Perhaps other teams' interest in those players has waned as the Sixers are engulfed in a nine-game losing streak and a period in which they've lost 19 of their past 22. In other words, no one on this team is playing very well right now, including those mentioned above.

It is the first trade deadline for Hinkie in his new position, and the first time coach Brett Brown has gone through it in his. Both, however, have plenty of experience when it comes to this time of the year, not a lot when the final decision is theirs, as it will be today.

"We talk all the time, and, at the end of the day, I really do trust Sam Hinkie's judgment, and I leave it with Sam," Brown said yesterday. "My experience over the years is not a lot happens. I do leave it [alone] at the end of the day [and] this is going to be left with Sam's better judgment. This is why the club hired him. This is his strength. It doesn't diminish communication at all. I'm in it with him and in this for the long haul. This is the first wave of a very long process. I coach this team, I enjoy coaching this team, I'm doing my best coaching this team, and we got up this morning and had a great, spirited session, and life moves on."

But will it move on with a shuffled roster?
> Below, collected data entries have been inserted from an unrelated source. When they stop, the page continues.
#[derive(Debug, Args, Default, Clone)]
pub struct ServeOverrides {
    /// Override the intake listener host.
    #[arg(long = "server-host", value_name = "HOST")]
    pub server_host: Option<String>,

    /// Override the intake listener port.
    #[arg(long = "server-public-port", value_name = "PORT")]
    pub public_port: Option<u16>,

    /// Override the base log level (trace|debug|info|warn|error).
    #[arg(long = "log-level", value_name = "LEVEL")]
    pub log_level: Option<String>,

    /// Toggle JSON logging.
    #[arg(
        long = "log-json",
        value_name = "BOOL",
        value_parser = BoolishValueParser::new()
    )]
    pub log_json: Option<bool>,

    /// Override the database connection URL.
    #[arg(long = "database-url", value_name = "URL")]
    pub database_url: Option<String>,

    /// Override the build output root.
    #[arg(long = "build-root", value_name = "PATH")]
    pub build_root: Option<PathBuf>,

    /// Override the build wall-clock deadline.
    #[arg(long = "build-deadline-seconds", value_name = "SECONDS")]
    pub build_deadline_seconds: Option<u64>,

    /// Override the object-store bucket.
    #[arg(long = "object-store-bucket", value_name = "BUCKET")]
    pub object_store_bucket: Option<String>,

    /// Override the CDN distribution id (empty disables invalidation).
    #[arg(long = "cdn-distribution-id", value_name = "ID")]
    pub cdn_distribution_id: Option<String>,

    /// Override the lock TTL.
    #[arg(long = "lock-ttl-seconds", value_name = "SECONDS")]
    pub lock_ttl_seconds: Option<u64>,

    /// Toggle feed ingestion.
    #[arg(
        long = "ingestion-enabled",
        value_name = "BOOL",
        value_parser = BoolishValueParser::new()
    )]
    pub ingestion_enabled: Option<bool>,
}

/// Fully-resolved deployment settings after precedence resolution and validation.
#[derive(Debug, Clone)]
pub struct Settings {
    pub server: ServerSettings,
    pub logging: LoggingSettings,
    pub database: DatabaseSettings,
    pub build: BuildSettings,
    pub object_store: ObjectStoreSettings,
    pub cdn: CdnSettings,
    pub lock: LockSettings,
    pub ingestion: IngestionSettings,
    pub survey: SurveySettings,
    pub cms: CmsSettings,
    pub notifications: NotificationSettings,
}

#[derive(Debug, Clone)]
pub struct ServerSettings {
    pub public_addr: SocketAddr,
}

#[derive(Debug, Clone)]
pub struct LoggingSettings {
    pub level: LevelFilter,
    pub format: LogFormat,
}

#[derive(Debug, Clone, Copy)]
pub enum LogFormat {
    Json,
    Compact,
}

#[derive(Debug, Clone)]
pub struct DatabaseSettings {
    pub url: Option<String>,
    pub http_max_connections: NonZeroU32,
    pub jobs_max_connections: NonZeroU32,
}

#[derive(Debug, Clone)]
pub struct BuildSettings {
    pub root: PathBuf,
    pub deadline: Duration,
    pub force_https: bool,
}

#[derive(Debug, Clone)]
pub struct ObjectStoreSettings {
    pub bucket: Option<String>,
    pub region: Option<String>,
    pub acl: String,
    pub upload_concurrency: NonZeroU32,
}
"I'm expecting nothing," Brown said. "Every one of my years, this stuff has surfaced, and it's to a greater level here, but stuff surfaced in all my years in San Antonio, and we we're very clandestine, we flew under the radar better than most. Inevitably through the media, it surfaces. It's part of this time of the year, part of pro sports, and I just get up and coach and expect to see the team I had the previous day. I think the stats and the facts confirm that opinion. Most times, this period of time is highly overblown."

At the draft approached in June, the same sense of inactivity surrounded the team and then Hinkie shocked all by trading Jrue Holiday and getting the rights to Nerlens Noel and took Michael Carter-Williams with the team's 11th pick. So maybe something will go down.

For now, the only thing going down is the Sixers' record, standing at 15-40 after Tuesday's 114-85 blowout loss to the Cleveland Cavaliers. Hearts and heads seem to be elsewhere during games of late, a concern Brown addressed head on.

"There aren't many things that aren't spoken about candidly," Brown said. "We understand the nature of this time of the year. We understand the effect it has on human beings when you get beaten like we've been beaten recently. In that lack of self-esteem or lack of confidence or wondering what the future brings, it's my job to help them navigate through this. I'm genuine when I say that. I feel a responsibility to help them get through this, and they have to help themselves, at the end of the day, that's the bottom line. The beatdown effect rears its head in a bunch of ways, and I see it now in them.

"If people don't just admit that, and, to some level respect that [trade talks are a bother], then I think it's a little bit unfair," Brown said. "We talk about that freely. Nobody is hiding from anything. That is the way it is. It doesn't deviate from the fact that we have jobs to do. We have been with each other as a team going on 6 months now, 7 months now. There's a respect and a responsibility that we have to the game and our, albeit brief, teammates that we have to see this thing through. To discount the human element of this time of the year would be unfair. It has to creep in, but it doesn't provide any level of excuse."

Six shots

Brett Brown said rookie Michael Carter-Williams was excused from practice with flu-like symptoms . . . The hope is that Hollis Thompson, who has missed three games with a sprained ankle, will be able to play tomorrow night when the team hosts Dallas.